Task directions | In the records, find each line where "false" occurs, and copy it.

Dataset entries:
--- START ---

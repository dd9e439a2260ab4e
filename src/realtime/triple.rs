// This Source Code Form is subject to the terms of the Mozilla Public
// License, v. 2.0. If a copy of the MPL was not distributed with this
// file, You can obtain one at http://mozilla.org/MPL/2.0/.

//! Lock-free three-slot block exchange.
//!
//! The writer fills a slot the reader cannot see, then swaps it with the
//! shared "back" slot. The reader swaps its own slot with the back slot when
//! the back slot is marked dirty. Each side only ever touches the slot it
//! owns, so a reader can take as long as it likes without tearing; when it
//! falls behind, intermediate generations are skipped and reported.
//!
//! ```ignore
//! use syncbuf::audio::BlockLayout;
//! use syncbuf::realtime::TripleBuffer;
//!
//! let (mut writer, mut reader) =
//!     TripleBuffer::<f32>::new(BlockLayout::interleaved(512, 2)?).split();
//!
//! // Render thread
//! let block = writer.begin_write();
//! block.fill(0.0);
//! writer.end_write();
//!
//! // Reader thread
//! if reader.begin_read().is_some() {
//!     let samples: &[f32] = reader.block();
//! }
//! ```

use crate::audio::BlockLayout;
use crate::realtime::{BlockSink, BlockSource, Delivery, ExchangeError, ReadTicket, Sample};
use std::cell::UnsafeCell;
use std::sync::atomic::{AtomicU8, Ordering};
use std::sync::Arc;

const INDEX_MASK: u8 = 0b011;
const DIRTY: u8 = 0b100;

struct Slot<S> {
    samples: Box<[S]>,
    generation: u64,
}

/// A three-slot exchange shared by one writer and one reader.
pub struct TripleBuffer<S: Sample> {
    slots: [UnsafeCell<Slot<S>>; 3],
    /// Index of the back slot, plus `DIRTY` when it holds an unread block.
    back: AtomicU8,
    layout: BlockLayout,
}

// SAFETY: Each slot is owned by exactly one of writer, reader or `back` at
// any time. Ownership moves only through the atomic swap on `back`, whose
// AcqRel ordering makes the previous owner's accesses happen-before the new
// owner's.
unsafe impl<S: Sample> Send for TripleBuffer<S> {}
unsafe impl<S: Sample> Sync for TripleBuffer<S> {}

impl<S: Sample> TripleBuffer<S> {
    pub fn new(layout: BlockLayout) -> Self {
        let slot = || {
            UnsafeCell::new(Slot {
                samples: vec![S::default(); layout.len()].into_boxed_slice(),
                generation: 0,
            })
        };

        Self {
            slots: [slot(), slot(), slot()],
            back: AtomicU8::new(1),
            layout,
        }
    }

    pub fn layout(&self) -> BlockLayout {
        self.layout
    }

    /// Split into writer and reader handles.
    pub fn split(self) -> (TripleWriter<S>, TripleReader<S>) {
        let shared = Arc::new(self);
        (
            TripleWriter {
                inner: Arc::clone(&shared),
                index: 0,
                generation: 0,
            },
            TripleReader {
                inner: shared,
                index: 2,
                last_seen: 0,
            },
        )
    }
}

/// Writer handle for the triple buffer.
pub struct TripleWriter<S: Sample> {
    inner: Arc<TripleBuffer<S>>,
    index: usize,
    generation: u64,
}

impl<S: Sample> TripleWriter<S> {
    /// The writer's private slot.
    ///
    /// Holds whatever generation was last swapped out of it, not the newest
    /// one; overwrite every sample before calling `end_write()`.
    #[inline]
    pub fn begin_write(&mut self) -> &mut [S] {
        // SAFETY: the writer owns slot `index` until the next swap, and the
        // returned borrow ends before `end_write()` can take `&mut self`.
        unsafe { &mut (&mut (*self.inner.slots[self.index].get()).samples)[..] }
    }

    /// Publish the private slot and take the old back slot in exchange.
    #[inline]
    pub fn end_write(&mut self) -> u64 {
        self.generation += 1;
        // SAFETY: still the owner of `index`.
        unsafe {
            (*self.inner.slots[self.index].get()).generation = self.generation;
        }
        let previous = self
            .inner
            .back
            .swap(self.index as u8 | DIRTY, Ordering::AcqRel);
        self.index = (previous & INDEX_MASK) as usize;
        self.generation
    }

    pub fn write_block(&mut self, block: &[S]) -> Result<u64, ExchangeError> {
        self.inner.layout.check_len(block.len())?;
        self.begin_write().copy_from_slice(block);
        Ok(self.end_write())
    }

    pub fn generation(&self) -> u64 {
        self.generation
    }

    pub fn layout(&self) -> BlockLayout {
        self.inner.layout
    }
}

/// Reader handle for the triple buffer.
pub struct TripleReader<S: Sample> {
    inner: Arc<TripleBuffer<S>>,
    index: usize,
    last_seen: u64,
}

impl<S: Sample> TripleReader<S> {
    /// Take the newest published block, if there is one the reader has not
    /// seen.
    #[inline]
    pub fn begin_read(&mut self) -> Option<ReadTicket> {
        // Only the reader clears DIRTY, so a relaxed peek cannot race to a
        // false positive.
        if self.inner.back.load(Ordering::Relaxed) & DIRTY == 0 {
            return None;
        }

        let previous = self.inner.back.swap(self.index as u8, Ordering::AcqRel);
        self.index = (previous & INDEX_MASK) as usize;

        let generation = self.slot().generation;
        let ticket = ReadTicket {
            generation,
            missed: generation.saturating_sub(self.last_seen + 1),
        };
        self.last_seen = generation;
        Some(ticket)
    }

    /// Samples of the last block taken by `begin_read()`.
    #[inline]
    pub fn block(&self) -> &[S] {
        &self.slot().samples[..]
    }

    #[inline]
    pub fn get(&self, frame: usize, channel: u16) -> S {
        self.block()[self.inner.layout.index(frame, channel)]
    }

    pub fn generation(&self) -> u64 {
        self.last_seen
    }

    pub fn layout(&self) -> BlockLayout {
        self.inner.layout
    }

    #[inline]
    fn slot(&self) -> &Slot<S> {
        // SAFETY: the reader owns slot `index`; the writer never touches a
        // slot it has not received through `back`.
        unsafe { &*self.inner.slots[self.index].get() }
    }
}

impl<S: Sample> BlockSink<S> for TripleWriter<S> {
    fn layout(&self) -> BlockLayout {
        self.inner.layout
    }

    fn generation(&self) -> u64 {
        self.generation
    }

    fn publish(&mut self, block: &[S]) -> Result<u64, ExchangeError> {
        self.write_block(block)
    }
}

impl<S: Sample> BlockSource<S> for TripleReader<S> {
    fn layout(&self) -> BlockLayout {
        self.inner.layout
    }

    fn poll_into(&mut self, out: &mut [S]) -> Result<Option<Delivery>, ExchangeError> {
        self.inner.layout.check_len(out.len())?;
        let Some(ticket) = self.begin_read() else {
            return Ok(None);
        };
        out.copy_from_slice(self.block());
        Ok(Some(Delivery::from_ticket(ticket, true)))
    }
}
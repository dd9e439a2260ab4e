// This Source Code Form is subject to the terms of the Mozilla Public
// License, v. 2.0. If a copy of the MPL was not distributed with this
// file, You can obtain one at http://mozilla.org/MPL/2.0/.

//! syncbuf - run one writer/reader session over a block exchange.
//!
//! Usage: `syncbuf [config.toml]`. Without an argument the platform config
//! directory is used, falling back to defaults.

use std::path::PathBuf;
use syncbuf::audio::{BlockMeter, Recorder, Signal, SignalKind, TagValidator, TestTone};
use syncbuf::config::{AppConfig, ConfigManager, ExchangeKind};
use syncbuf::realtime::{SynchronizedBuffer, TripleBuffer};
use syncbuf::Session;
use tracing::{info, warn};

fn load_config() -> Result<AppConfig, Box<dyn std::error::Error>> {
    if let Some(path) = std::env::args().nth(1) {
        info!("Loading config from {}", path);
        return Ok(ConfigManager::load_from(&PathBuf::from(path))?);
    }

    match ConfigManager::new().and_then(|manager| manager.load_config()) {
        Ok(config) => Ok(config),
        Err(e) => {
            warn!("Failed to load config, using defaults: {}", e);
            Ok(AppConfig::default())
        }
    }
}

fn main() -> Result<(), Box<dyn std::error::Error>> {
    // Initialize logging
    tracing_subscriber::fmt()
        .with_env_filter(
            tracing_subscriber::EnvFilter::from_default_env()
                .add_directive("syncbuf=debug".parse()?),
        )
        .init();

    info!("syncbuf starting...");

    let config = load_config()?;
    let layout = config.buffer.layout()?;
    let sample_rate = config.buffer.sample_rate;

    let tone = match config.session.signal {
        SignalKind::Sine => TestTone::new(
            Signal::Sine {
                frequency: config.session.frequency,
                amplitude: 0.5,
            },
            sample_rate,
        ),
        SignalKind::Tag => TestTone::tagged(),
    };

    let mut session = Session::<f32>::new(config.session.clone(), tone);

    let meter = BlockMeter::new(layout.channels());
    let levels = meter.levels();
    session.add_consumer(meter);

    let validation = if config.session.signal == SignalKind::Tag {
        let validator = TagValidator::new();
        let handle = validator.handle();
        session.add_consumer(validator);
        Some(handle)
    } else {
        None
    };

    if config.recorder.enabled {
        let directory = config
            .recorder
            .directory
            .clone()
            .unwrap_or_else(std::env::temp_dir);
        let mut recorder = Recorder::new(directory, layout, sample_rate, false);
        recorder.set_duration_to_record(config.recorder.duration_secs);
        recorder.record()?;
        if let Some(path) = recorder.recorded_path() {
            info!("Recording to {}", path.display());
        }
        session.add_consumer(recorder);
    }

    let report = match config.session.exchange {
        ExchangeKind::Single => {
            let (writer, reader) = SynchronizedBuffer::<f32>::new(layout).split();
            session.run(writer, reader)?
        }
        ExchangeKind::Triple => {
            let (writer, reader) = TripleBuffer::<f32>::new(layout).split();
            session.run(writer, reader)?
        }
    };

    for (channel, level) in levels.snapshot().iter().enumerate() {
        info!(
            "Channel {}: peak {:.1} dB, rms {:.1} dB",
            channel,
            level.peak_db(),
            level.rms_db()
        );
    }

    if let Some(handle) = validation {
        let summary = handle.summary();
        info!(
            "Validation: {} checked, {} torn, {} flagged, {} torn but unflagged",
            summary.checked, summary.torn, summary.flagged, summary.torn_unflagged
        );
        if summary.torn_unflagged > 0 {
            warn!("Exchange delivered torn blocks it reported as intact");
        }
    }

    info!(
        "Delivered {}/{} blocks ({} missed, {} not intact) in {:?}",
        report.delivered, report.published, report.missed, report.not_intact, report.elapsed
    );
    Ok(())
}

--- END ---

Task output |
        // false positive.
        let mut recorder = Recorder::new(directory, layout, sample_rate, false);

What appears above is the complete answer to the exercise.